## Activity
Quote the listing below word for word, stopping after the line that contains "tests can swap".

########################################

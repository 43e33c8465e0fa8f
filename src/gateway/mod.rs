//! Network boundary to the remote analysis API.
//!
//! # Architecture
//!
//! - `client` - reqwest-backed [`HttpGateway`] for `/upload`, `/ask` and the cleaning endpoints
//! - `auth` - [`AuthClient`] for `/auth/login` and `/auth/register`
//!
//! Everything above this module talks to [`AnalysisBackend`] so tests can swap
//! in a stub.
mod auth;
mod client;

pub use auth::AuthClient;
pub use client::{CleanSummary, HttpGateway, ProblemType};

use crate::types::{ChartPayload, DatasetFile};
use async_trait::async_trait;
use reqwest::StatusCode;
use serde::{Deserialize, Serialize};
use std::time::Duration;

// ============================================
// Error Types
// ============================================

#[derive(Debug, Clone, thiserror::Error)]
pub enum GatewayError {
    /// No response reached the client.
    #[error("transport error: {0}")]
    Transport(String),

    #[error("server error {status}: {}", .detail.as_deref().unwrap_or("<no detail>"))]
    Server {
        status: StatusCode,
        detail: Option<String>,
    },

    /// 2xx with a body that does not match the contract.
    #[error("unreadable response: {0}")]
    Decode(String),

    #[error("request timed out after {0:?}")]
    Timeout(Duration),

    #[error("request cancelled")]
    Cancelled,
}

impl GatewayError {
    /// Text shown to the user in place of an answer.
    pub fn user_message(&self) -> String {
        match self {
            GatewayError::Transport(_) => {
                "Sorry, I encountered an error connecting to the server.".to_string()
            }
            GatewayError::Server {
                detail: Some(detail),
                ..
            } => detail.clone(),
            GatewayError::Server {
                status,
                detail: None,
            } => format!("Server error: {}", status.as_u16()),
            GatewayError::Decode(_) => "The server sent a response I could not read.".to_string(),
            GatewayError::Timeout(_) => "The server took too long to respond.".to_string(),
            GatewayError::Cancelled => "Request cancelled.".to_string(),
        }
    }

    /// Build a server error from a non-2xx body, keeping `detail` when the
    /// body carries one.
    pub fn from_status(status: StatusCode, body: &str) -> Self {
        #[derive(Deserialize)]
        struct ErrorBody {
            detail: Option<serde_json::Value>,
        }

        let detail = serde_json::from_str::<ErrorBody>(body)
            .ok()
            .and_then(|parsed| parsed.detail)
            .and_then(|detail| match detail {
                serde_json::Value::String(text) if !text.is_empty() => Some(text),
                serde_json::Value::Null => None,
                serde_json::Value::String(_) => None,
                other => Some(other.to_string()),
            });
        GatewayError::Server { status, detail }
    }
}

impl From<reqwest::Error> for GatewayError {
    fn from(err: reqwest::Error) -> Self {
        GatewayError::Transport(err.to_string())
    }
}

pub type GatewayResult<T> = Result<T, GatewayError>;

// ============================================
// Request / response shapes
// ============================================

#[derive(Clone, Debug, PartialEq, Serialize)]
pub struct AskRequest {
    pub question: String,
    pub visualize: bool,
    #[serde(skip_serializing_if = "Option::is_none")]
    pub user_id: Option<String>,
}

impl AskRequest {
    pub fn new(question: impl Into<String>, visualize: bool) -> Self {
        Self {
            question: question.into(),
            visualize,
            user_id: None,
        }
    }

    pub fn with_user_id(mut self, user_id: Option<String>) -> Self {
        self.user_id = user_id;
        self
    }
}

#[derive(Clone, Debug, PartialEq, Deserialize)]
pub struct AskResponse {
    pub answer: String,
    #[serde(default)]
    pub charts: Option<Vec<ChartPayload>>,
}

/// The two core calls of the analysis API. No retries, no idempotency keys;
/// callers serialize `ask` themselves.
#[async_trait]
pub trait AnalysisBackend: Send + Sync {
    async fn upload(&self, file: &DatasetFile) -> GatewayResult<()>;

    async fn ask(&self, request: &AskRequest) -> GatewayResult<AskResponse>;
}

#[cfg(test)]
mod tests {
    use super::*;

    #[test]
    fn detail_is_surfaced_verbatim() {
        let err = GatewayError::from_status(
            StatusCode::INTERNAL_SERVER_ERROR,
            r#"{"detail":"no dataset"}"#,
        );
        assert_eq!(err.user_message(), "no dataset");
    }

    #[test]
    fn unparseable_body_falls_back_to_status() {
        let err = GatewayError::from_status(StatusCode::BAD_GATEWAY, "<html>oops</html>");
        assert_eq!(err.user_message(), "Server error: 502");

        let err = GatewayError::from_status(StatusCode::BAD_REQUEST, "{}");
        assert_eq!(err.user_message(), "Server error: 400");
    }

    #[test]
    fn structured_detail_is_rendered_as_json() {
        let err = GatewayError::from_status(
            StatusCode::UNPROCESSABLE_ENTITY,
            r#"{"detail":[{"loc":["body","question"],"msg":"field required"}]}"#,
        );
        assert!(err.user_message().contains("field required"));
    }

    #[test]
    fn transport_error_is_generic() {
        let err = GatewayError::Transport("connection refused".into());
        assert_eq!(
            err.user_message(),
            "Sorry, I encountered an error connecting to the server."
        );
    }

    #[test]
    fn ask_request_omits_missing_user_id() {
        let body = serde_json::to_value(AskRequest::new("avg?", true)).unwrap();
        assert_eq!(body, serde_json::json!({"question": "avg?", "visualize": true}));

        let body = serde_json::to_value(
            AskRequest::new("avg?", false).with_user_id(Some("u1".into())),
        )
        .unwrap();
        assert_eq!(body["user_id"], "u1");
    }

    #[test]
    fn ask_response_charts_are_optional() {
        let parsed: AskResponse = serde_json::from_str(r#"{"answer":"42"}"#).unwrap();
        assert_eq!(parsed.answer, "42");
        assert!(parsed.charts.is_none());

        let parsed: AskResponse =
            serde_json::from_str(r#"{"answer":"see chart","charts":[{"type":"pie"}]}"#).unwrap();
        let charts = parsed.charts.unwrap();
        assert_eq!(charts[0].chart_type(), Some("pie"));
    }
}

########################################

## Exercise answer
repository 43e33c8465e0fa8f
filename src/gateway/mod.rs
//! Network boundary to the remote analysis API.
//!
//! # Architecture
//!
//! - `client` - reqwest-backed [`HttpGateway`] for `/upload`, `/ask` and the cleaning endpoints
//! - `auth` - [`AuthClient`] for `/auth/login` and `/auth/register`
//!
//! Everything above this module talks to [`AnalysisBackend`] so tests can swap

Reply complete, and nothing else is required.